- IATA: none; ICAO: none; FAA LID: C89;

Summary
- Airport type: Public
- Serves: Yorkville, Wisconsin
- Time zone: CST (UTC−06:00)
- • Summer (DST): CDT (UTC−05:00)
- Elevation AMSL: 788 ft (240 m)
- Coordinates: 42°42′12″N 087°57′32″W﻿ / ﻿42.70333°N 87.95889°W

Map
- C89 Location of airport in WisconsinC89C89 (the United States)

Runways
| Direction | Length |  | Surface |
| ft | m |
| 8R/26L | 2,272 | 693 | Asphalt |
| 8L/26R | 2,343 | 714 | Turf |

Statistics
- Aircraft operations (2022): 23,000
- Based aircraft (2024): 47
- Source: Federal Aviation Administration

= Sylvania Airport =

Sylvania Airport is a privately owned public use airport located near Sylvania, an unincorporated community 3 miles (5 km) west of the central business district of the village of Sturtevant, in Racine County, Wisconsin, United States.

Although most airports in the United States use the same three-letter location identifier for the FAA and International Air Transport Association (IATA), this airport is assigned C89 by the FAA but has no designation from the IATA.

Skydive Midwest is based at the airport.

== Facilities and aircraft ==
Sylvania Airport covers an area of 34 acres (13 ha) at an elevation of 788 feet (240 m) above mean sea level.

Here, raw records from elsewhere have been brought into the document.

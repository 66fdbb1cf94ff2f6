//! CLI argument definitions using clap derive

use clap::{ArgAction, Parser, Subcommand, ValueEnum};
use std::path::PathBuf;

/// dlx - download and execute, cached
///
/// Fetches a binary or registry package once, keeps it in a shared local
/// cache, and runs it.
#[derive(Parser, Debug)]
#[command(name = "dlx")]
#[command(author, version, about, long_about = None)]
#[command(propagate_version = true)]
pub struct Cli {
    /// Subcommand to execute
    #[command(subcommand)]
    pub command: Commands,

    /// Increase verbosity (-v info, -vv debug)
    #[arg(short, long, global = true, action = ArgAction::Count)]
    pub verbose: u8,

    /// Configuration file path
    #[arg(short, long, global = true, env = "DLX_CONFIG")]
    pub config: Option<PathBuf>,
}

/// Available commands
#[derive(Subcommand, Debug)]
pub enum Commands {
    /// Download a binary from a URL and run it
    Run(RunArgs),

    /// Install a registry package and run its binary
    Pkg(PkgArgs),

    /// Inspect and clean the local cache
    Cache(CacheArgs),

    /// Show or initialize configuration
    Config(ConfigArgs),
}

/// Arguments for the run command
#[derive(Parser, Debug)]
pub struct RunArgs {
    /// URL of the binary
    pub url: String,

    /// File name to store the binary under (defaults to the last URL segment)
    #[arg(short, long)]
    pub name: Option<String>,

    /// Expected SHA-256 of the download
    #[arg(long)]
    pub sha256: Option<String>,

    /// Re-download even if a fresh copy is cached
    #[arg(short, long)]
    pub force: bool,

    /// Arguments passed to the binary
    #[arg(last = true)]
    pub args: Vec<String>,
}

/// Arguments for the pkg command
#[derive(Parser, Debug)]
pub struct PkgArgs {
    /// Package spec: name, name@version, name@range, @scope/name@version
    pub spec: String,

    /// Binary to run when the package declares several
    #[arg(short, long)]
    pub bin: Option<String>,

    /// Reinstall even if cached (default for version ranges)
    #[arg(short, long, conflicts_with = "no_force")]
    pub force: bool,

    /// Reuse a cached install even for version ranges
    #[arg(long)]
    pub no_force: bool,

    /// Expected package manifest digest
    #[arg(long)]
    pub integrity: Option<String>,

    /// Arguments passed to the binary
    #[arg(last = true)]
    pub args: Vec<String>,
}

impl PkgArgs {
    /// Explicit force choice, if any
    pub fn force_override(&self) -> Option<bool> {
        match (self.force, self.no_force) {
            (true, _) => Some(true),
            (_, true) => Some(false),
            _ => None,
        }
    }
}

/// Arguments for the config command
#[derive(Parser, Debug)]
pub struct ConfigArgs {
    /// Subcommand for config
    #[command(subcommand)]
    pub action: Option<ConfigAction>,
}

/// Config subcommands
#[derive(Subcommand, Debug)]
pub enum ConfigAction {
    /// Show current configuration
    Show,

    /// Show configuration file path
    Path,

    /// Initialize default configuration
    Init {
        /// Overwrite existing configuration
        #[arg(short, long)]
        force: bool,
    },
}

/// Output format for listings
#[derive(Debug, Clone, Copy, ValueEnum)]
pub enum OutputFormat {
    /// Human-readable table
    Table,
    /// JSON output
    Json,
    /// Simple text (one per line)
    Plain,
}

/// Arguments for the cache command
#[derive(Parser, Debug)]
pub struct CacheArgs {
    /// Subcommand for cache
    #[command(subcommand)]
    pub action: CacheAction,
}

/// Cache subcommands
#[derive(Subcommand, Debug)]
pub enum CacheAction {
    /// Print the cache root directory
    Path,

    /// Print the cache key of a specification string
    Key {
        /// Specification, e.g. `cowsay@1.6.0` or `<url>:<name>`
        spec: String,
    },

    /// List cache entries
    List {
        /// Output format
        #[arg(short, long, default_value = "table")]
        format: OutputFormat,
    },

    /// Remove expired and abandoned entries
    Gc {
        /// Remove entries older than N days (default: from config)
        #[arg(long)]
        days: Option<u32>,

        /// Dry run - show what would be removed
        #[arg(long)]
        dry_run: bool,
    },

    /// Remove one entry
    Rm {
        /// Cache key of the entry
        key: String,
    },

    /// Remove every entry
    Clear {
        /// Skip confirmation prompt
        #[arg(short, long)]
        yes: bool,
    },
}
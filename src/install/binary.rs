//! Binary resolution
//!
//! Turns a published payload into something [`ProcessRunner`] can start.
//! Downloaded files are executed directly; packages are resolved through
//! the `bin` declaration of their `package.json`.
//!
//! [`ProcessRunner`]: crate::fetch::ProcessRunner

use crate::error::{DlxError, DlxResult};
use crate::install::spec::unscoped;
use std::ffi::OsString;
use std::path::{Path, PathBuf};
use tokio::fs;
use tokio::process::Command;
use tracing::debug;

/// Wrapper suffixes tried on Windows, highest priority first
const WINDOWS_SUFFIXES: &[&str] = &[".cmd", ".bat", ".ps1", ".exe", ""];

/// Target platform family
#[derive(Debug, Clone, Copy, PartialEq, Eq)]
pub enum Platform {
    Windows,
    Unix,
}

impl Platform {
    pub fn current() -> Self {
        if cfg!(windows) {
            Self::Windows
        } else {
            Self::Unix
        }
    }
}

/// Interpreter needed to start a script wrapper
#[derive(Debug, Clone, Copy, PartialEq, Eq)]
pub enum Interpreter {
    /// `cmd.exe` for `.cmd` and `.bat`
    Cmd,
    /// PowerShell for `.ps1`
    PowerShell,
}

/// A resolved executable
#[derive(Debug, Clone, PartialEq, Eq)]
pub struct Executable {
    pub path: PathBuf,
    pub interpreter: Option<Interpreter>,
}

impl Executable {
    pub fn native(path: PathBuf) -> Self {
        Self {
            path,
            interpreter: None,
        }
    }

    /// Command that starts this executable, ready for arguments
    pub fn command(&self) -> Command {
        match self.interpreter {
            None => Command::new(&self.path),
            Some(Interpreter::Cmd) => {
                let mut cmd = Command::new("cmd");
                cmd.args(["/d", "/s", "/c"]).arg(&self.path);
                cmd
            }
            Some(Interpreter::PowerShell) => {
                let mut cmd = Command::new("powershell");
                cmd.args(["-NoProfile", "-ExecutionPolicy", "Bypass", "-File"])
                    .arg(&self.path);
                cmd
            }
        }
    }
}

/// Interpreter required for `path` on `platform`, if any
fn interpreter_for(path: &Path, platform: Platform) -> Option<Interpreter> {
    if platform != Platform::Windows {
        return None;
    }
    let ext = path.extension()?.to_str()?.to_ascii_lowercase();
    match ext.as_str() {
        "cmd" | "bat" => Some(Interpreter::Cmd),
        "ps1" => Some(Interpreter::PowerShell),
        _ => None,
    }
}

/// Executable for a downloaded single-file payload
pub fn resolve_downloaded(path: PathBuf, platform: Platform) -> Executable {
    let interpreter = interpreter_for(&path, platform);
    Executable { path, interpreter }
}

/// Declared binaries of a manifest, in declaration order
fn declared_binaries(package_name: &str, manifest: &serde_json::Value) -> Vec<(String, String)> {
    match manifest.get("bin") {
        Some(serde_json::Value::String(path)) => {
            vec![(unscoped(package_name).to_string(), path.clone())]
        }
        Some(serde_json::Value::Object(map)) => map
            .iter()
            .filter_map(|(name, path)| Some((name.clone(), path.as_str()?.to_string())))
            .collect(),
        _ => vec![],
    }
}

/// Pick one of several declared binaries
///
/// Order: the requested name, the last path segment of the package name,
/// the unscoped package name, then the first declaration.
pub fn select_binary<'a>(
    binaries: &'a [(String, String)],
    package_name: &str,
    requested: Option<&str>,
) -> Option<&'a (String, String)> {
    if binaries.len() == 1 {
        return binaries.first();
    }

    let last_segment = package_name.rsplit('/').next().unwrap_or(package_name);
    let candidates = requested
        .into_iter()
        .chain([last_segment, unscoped(package_name)]);

    for wanted in candidates {
        if let Some(found) = binaries.iter().find(|(name, _)| name == wanted) {
            return Some(found);
        }
    }
    binaries.first()
}

/// Resolve the executable of an installed package rooted at `root`
pub async fn resolve_package_binary(
    root: &Path,
    package_name: &str,
    requested: Option<&str>,
    platform: Platform,
) -> DlxResult<Executable> {
    let manifest_path = root.join("package.json");
    let content = fs::read(&manifest_path)
        .await
        .map_err(|e| DlxError::io(format!("reading {}", manifest_path.display()), e))?;
    let manifest: serde_json::Value = serde_json::from_slice(&content)?;

    let binaries = declared_binaries(package_name, &manifest);
    let (bin_name, rel_path) =
        select_binary(&binaries, package_name, requested).ok_or_else(|| DlxError::NoBinaries {
            package: package_name.to_string(),
        })?;
    debug!("Resolved binary {} -> {} for {}", bin_name, rel_path, package_name);

    let candidate = root.join(rel_path);
    match platform {
        Platform::Unix => {
            if fs::try_exists(&candidate).await.unwrap_or(false) {
                Ok(Executable::native(candidate))
            } else {
                Err(DlxError::BinaryNotFound {
                    package: package_name.to_string(),
                    path: candidate,
                })
            }
        }
        Platform::Windows => {
            for suffix in WINDOWS_SUFFIXES {
                let mut with_suffix = OsString::from(candidate.as_os_str());
                with_suffix.push(suffix);
                let with_suffix = PathBuf::from(with_suffix);
                if fs::try_exists(&with_suffix).await.unwrap_or(false) {
                    return Ok(resolve_downloaded(with_suffix, platform));
                }
            }
            Err(DlxError::BinaryNotFound {
                package: package_name.to_string(),
                path: candidate,
            })
        }
    }
}
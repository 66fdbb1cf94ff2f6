//! Cache entry layout and metadata
//!
//! Each entry owns `<root>/<key>/`, holding the lock file, the metadata
//! document and the payload. An entry is published only when its metadata
//! parses, names the right key and its integrity matches the payload;
//! anything else is treated as absent and refetched.

use crate::cache::lock::LOCK_FILE;
use crate::error::{DlxError, DlxResult};
use chrono::Utc;
use serde::{Deserialize, Deserializer, Serialize};
use sha2::{Digest, Sha256};
use std::fmt;
use std::io::ErrorKind;
use std::path::{Path, PathBuf};
use std::time::{Duration, SystemTime};
use tokio::fs;
use tokio::io::AsyncReadExt;
use tracing::debug;
use uuid::Uuid;

/// Metadata document name inside an entry directory
pub const METADATA_FILE: &str = ".dlx-metadata.json";

/// Schema version written by this implementation
pub const SCHEMA_VERSION: &str = "1.0.0";

/// Directory holding an installed package tree
pub const MODULES_DIR: &str = "node_modules";

/// Current time in epoch milliseconds
pub fn now_ms() -> i64 {
    Utc::now().timestamp_millis()
}

/// Where a cached payload came from
#[derive(Debug, Clone, Copy, PartialEq, Eq, Serialize, Deserialize)]
#[serde(rename_all = "lowercase")]
pub enum SourceKind {
    Download,
    Extract,
    Package,
    #[serde(other)]
    Unknown,
}

impl fmt::Display for SourceKind {
    fn fmt(&self, f: &mut fmt::Formatter<'_>) -> fmt::Result {
        let name = match self {
            Self::Download => "download",
            Self::Extract => "extract",
            Self::Package => "package",
            Self::Unknown => "unknown",
        };
        write!(f, "{}", name)
    }
}

/// Provenance record
#[derive(Debug, Clone, PartialEq, Eq, Serialize, Deserialize)]
pub struct Source {
    #[serde(rename = "type")]
    pub kind: SourceKind,
    #[serde(default, skip_serializing_if = "Option::is_none")]
    pub url: Option<String>,
    #[serde(default, skip_serializing_if = "Option::is_none")]
    pub path: Option<String>,
    #[serde(default, skip_serializing_if = "Option::is_none")]
    pub spec: Option<String>,
}

impl Source {
    pub fn download(url: impl Into<String>) -> Self {
        Self {
            kind: SourceKind::Download,
            url: Some(url.into()),
            path: None,
            spec: None,
        }
    }

    pub fn package(spec: impl Into<String>) -> Self {
        Self {
            kind: SourceKind::Package,
            url: None,
            path: None,
            spec: Some(spec.into()),
        }
    }

    /// URL, path or spec, whichever is set
    pub fn origin(&self) -> &str {
        self.url
            .as_deref()
            .or(self.spec.as_deref())
            .or(self.path.as_deref())
            .unwrap_or("")
    }
}

/// Last remote update lookup for a package entry
#[derive(Debug, Clone, Default, PartialEq, Eq, Serialize, Deserialize)]
pub struct UpdateCheck {
    #[serde(default)]
    pub last_check: i64,
    #[serde(default)]
    pub last_notification: i64,
    #[serde(default, skip_serializing_if = "Option::is_none")]
    pub latest_known: Option<String>,
}

/// Persisted metadata of a cache entry
///
/// Shared with other tools, so optional fields default and unknown fields
/// are carried through `extra` on rewrite.
#[derive(Debug, Clone, PartialEq, Serialize, Deserialize)]
pub struct EntryMetadata {
    #[serde(default)]
    pub version: String,

    pub cache_key: String,

    /// Epoch ms; `None` when missing or not a positive number
    #[serde(default, deserialize_with = "lenient_timestamp")]
    pub timestamp: Option<i64>,

    #[serde(default)]
    pub integrity: String,

    #[serde(default)]
    pub size: u64,

    #[serde(default, skip_serializing_if = "Option::is_none")]
    pub source: Option<Source>,

    #[serde(default, skip_serializing_if = "Option::is_none")]
    pub update_check: Option<UpdateCheck>,

    #[serde(flatten)]
    pub extra: serde_json::Map<String, serde_json::Value>,
}

fn lenient_timestamp<'de, D>(deserializer: D) -> Result<Option<i64>, D::Error>
where
    D: Deserializer<'de>,
{
    let value = serde_json::Value::deserialize(deserializer)?;
    let ms = value
        .as_i64()
        .or_else(|| value.as_f64().map(|f| f as i64))
        .filter(|ms| *ms > 0);
    Ok(ms)
}

impl EntryMetadata {
    /// Metadata for a freshly published payload
    pub fn new(cache_key: &str, integrity: String, size: u64, source: Source) -> Self {
        Self {
            version: SCHEMA_VERSION.to_string(),
            cache_key: cache_key.to_string(),
            timestamp: Some(now_ms()),
            integrity,
            size,
            source: Some(source),
            update_check: None,
            extra: serde_json::Map::new(),
        }
    }

    /// Age relative to `now`; `None` (infinitely old) without a valid timestamp
    pub fn age_at(&self, now: i64) -> Option<Duration> {
        let timestamp = self.timestamp?;
        Some(Duration::from_millis(now.saturating_sub(timestamp).max(0) as u64))
    }

    /// Age right now
    pub fn age(&self) -> Option<Duration> {
        self.age_at(now_ms())
    }

    /// Whether the entry is younger than `ttl`
    pub fn is_fresh(&self, ttl: Duration) -> bool {
        self.age().is_some_and(|age| age < ttl)
    }
}

/// Outcome of reading a metadata document
#[derive(Debug)]
pub enum MetadataRead {
    Missing,
    Corrupt(String),
    Valid(EntryMetadata),
}

impl MetadataRead {
    pub fn valid(self) -> Option<EntryMetadata> {
        match self {
            Self::Valid(meta) => Some(meta),
            _ => None,
        }
    }
}

/// Entry lifecycle state
#[derive(Debug, Clone, Copy, PartialEq, Eq)]
pub enum EntryState {
    /// Missing, empty, or without usable metadata
    Absent,
    /// A live lock is held by some process
    Writing,
    /// Metadata present and consistent
    Published,
}

impl fmt::Display for EntryState {
    fn fmt(&self, f: &mut fmt::Formatter<'_>) -> fmt::Result {
        match self {
            Self::Absent => write!(f, "absent"),
            Self::Writing => write!(f, "writing"),
            Self::Published => write!(f, "published"),
        }
    }
}

/// The payload of an entry
#[derive(Debug, Clone, PartialEq, Eq)]
pub enum Payload {
    /// A single downloaded file
    File(PathBuf),
    /// An installed package root containing `package.json`
    Package(PathBuf),
}

impl Payload {
    pub fn path(&self) -> &Path {
        match self {
            Self::File(path) | Self::Package(path) => path,
        }
    }

    /// Integrity string and size in bytes of the payload
    ///
    /// Files hash to plain hex; packages hash their manifest as
    /// `sha256-<hex>` and report the size of the whole tree.
    pub async fn integrity(&self) -> std::io::Result<(String, u64)> {
        match self {
            Self::File(path) => file_digest(path).await,
            Self::Package(root) => {
                let (digest, _) = file_digest(&root.join("package.json")).await?;
                let size = dir_size(root).await?;
                Ok((format!("sha256-{}", digest), size))
            }
        }
    }
}

/// Streaming SHA-256 of a file, returning hex digest and length
pub async fn file_digest(path: &Path) -> std::io::Result<(String, u64)> {
    let mut file = fs::File::open(path).await?;
    let mut hasher = Sha256::new();
    let mut buf = vec![0u8; 64 * 1024];
    let mut total = 0u64;

    loop {
        let n = file.read(&mut buf).await?;
        if n == 0 {
            break;
        }
        hasher.update(&buf[..n]);
        total += n as u64;
    }

    Ok((hex::encode(hasher.finalize()), total))
}

/// Total size of regular files below `root`, without following symlinks
pub async fn dir_size(root: &Path) -> std::io::Result<u64> {
    let mut total = 0u64;
    let mut pending = vec![root.to_path_buf()];

    while let Some(dir) = pending.pop() {
        let mut entries = fs::read_dir(&dir).await?;
        while let Some(entry) = entries.next_entry().await? {
            let file_type = entry.file_type().await?;
            if file_type.is_dir() {
                pending.push(entry.path());
            } else if file_type.is_file() {
                total += entry.metadata().await?.len();
            }
        }
    }

    Ok(total)
}

/// Root directory of all cache entries
#[derive(Debug, Clone)]
pub struct EntryStore {
    root: PathBuf,
}

impl EntryStore {
    pub fn new(root: impl Into<PathBuf>) -> Self {
        Self { root: root.into() }
    }

    pub fn root(&self) -> &Path {
        &self.root
    }

    /// Entry addressed by `key`
    pub fn entry(&self, key: &str) -> CacheEntry {
        CacheEntry {
            key: key.to_string(),
            dir: self.root.join(key),
        }
    }

    /// Create the root directory, classifying failures
    pub async fn ensure_root(&self) -> DlxResult<()> {
        create_dir_classified(&self.root).await
    }
}

/// One cache entry directory
#[derive(Debug, Clone)]
pub struct CacheEntry {
    key: String,
    dir: PathBuf,
}

impl CacheEntry {
    pub fn key(&self) -> &str {
        &self.key
    }

    pub fn dir(&self) -> &Path {
        &self.dir
    }

    pub fn lock_path(&self) -> PathBuf {
        self.dir.join(LOCK_FILE)
    }

    pub fn metadata_path(&self) -> PathBuf {
        self.dir.join(METADATA_FILE)
    }

    /// Path of a single-file payload
    pub fn file_payload(&self, name: &str) -> PathBuf {
        self.dir.join(name)
    }

    /// Directory holding installed packages
    pub fn modules_dir(&self) -> PathBuf {
        self.dir.join(MODULES_DIR)
    }

    /// Installed package root for `package_name` (scoped names nest)
    pub fn package_root(&self, package_name: &str) -> PathBuf {
        self.modules_dir().join(package_name)
    }

    /// Create the entry directory, classifying failures
    pub async fn ensure_dir(&self) -> DlxResult<()> {
        create_dir_classified(&self.dir).await
    }

    /// Read and parse the metadata document
    pub async fn read_metadata(&self) -> MetadataRead {
        let path = self.metadata_path();
        let content = match fs::read(&path).await {
            Ok(content) => content,
            Err(e) if e.kind() == ErrorKind::NotFound => return MetadataRead::Missing,
            Err(e) => return MetadataRead::Corrupt(e.to_string()),
        };

        match serde_json::from_slice::<EntryMetadata>(&content) {
            Ok(meta) if meta.cache_key == self.key => MetadataRead::Valid(meta),
            Ok(meta) => MetadataRead::Corrupt(format!(
                "metadata names key {} but entry is {}",
                meta.cache_key, self.key
            )),
            Err(e) => MetadataRead::Corrupt(e.to_string()),
        }
    }

    /// Metadata of a published entry whose integrity matches `payload`
    ///
    /// Returns `None` for absent, corrupt or mismatched entries; callers
    /// treat that as "must refetch".
    pub async fn published(&self, payload: &Payload) -> Option<EntryMetadata> {
        let meta = match self.read_metadata().await {
            MetadataRead::Valid(meta) => meta,
            MetadataRead::Missing => return None,
            MetadataRead::Corrupt(reason) => {
                debug!("Ignoring corrupt metadata for {}: {}", self.key, reason);
                return None;
            }
        };

        match payload.integrity().await {
            Ok((integrity, _)) if integrity == meta.integrity => Some(meta),
            Ok(_) => {
                debug!("Payload of {} does not match its metadata", self.key);
                None
            }
            Err(e) => {
                debug!("Payload of {} unreadable: {}", self.key, e);
                None
            }
        }
    }

    /// Write metadata atomically (temp file + rename)
    pub async fn write_metadata(&self, meta: &EntryMetadata) -> DlxResult<()> {
        let path = self.metadata_path();
        let tmp = self.dir.join(format!("{}.{}.tmp", METADATA_FILE, Uuid::new_v4()));
        let content = serde_json::to_vec_pretty(meta)?;

        fs::write(&tmp, content)
            .await
            .map_err(|e| DlxError::classify_io(&tmp, format!("writing {}", tmp.display()), e))?;
        fs::rename(&tmp, &path).await.map_err(|e| {
            DlxError::io(format!("publishing metadata {}", path.display()), e)
        })?;

        debug!("Published metadata for {}", self.key);
        Ok(())
    }

    /// Delete the metadata document, demoting the entry to absent
    pub async fn remove_metadata(&self) -> DlxResult<()> {
        let path = self.metadata_path();
        match fs::remove_file(&path).await {
            Ok(()) => Ok(()),
            Err(e) if e.kind() == ErrorKind::NotFound => Ok(()),
            Err(e) => Err(DlxError::io(format!("removing {}", path.display()), e)),
        }
    }

    /// Whether a lock file younger than `stale_timeout` exists
    pub async fn is_locked(&self, stale_timeout: Duration) -> bool {
        let Ok(meta) = fs::metadata(self.lock_path()).await else {
            return false;
        };
        meta.modified()
            .ok()
            .and_then(|m| SystemTime::now().duration_since(m).ok())
            .map_or(true, |age| age <= stale_timeout)
    }

    /// Lifecycle state, without verifying payload integrity
    pub async fn state(&self, stale_timeout: Duration) -> EntryState {
        if self.is_locked(stale_timeout).await {
            return EntryState::Writing;
        }
        match self.read_metadata().await {
            MetadataRead::Valid(_) => EntryState::Published,
            _ => EntryState::Absent,
        }
    }

    /// Whether the directory is missing or has no children
    pub async fn is_empty(&self) -> bool {
        match fs::read_dir(&self.dir).await {
            Ok(mut entries) => matches!(entries.next_entry().await, Ok(None)),
            Err(e) => e.kind() == ErrorKind::NotFound,
        }
    }
}

async fn create_dir_classified(dir: &Path) -> DlxResult<()> {
    fs::create_dir_all(dir).await.map_err(|e| {
        DlxError::classify_io(dir, format!("creating directory {}", dir.display()), e)
    })
}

It has two runways: 8R/26L is 2,272 by 38 feet (693 x 12 m) with an asphalt surface and 8L/26R is 2,343 by 120 feet (714 x 37 m) with a turf surface.

For the 12-month period ending June 2, 2022, the airport had 23,000 aircraft operations, an average of 63 per day; all general aviation.
In July 2024, there were 47 aircraft based at this airport: 43 single-engine, 3 multi-engine and 1 ultra-light.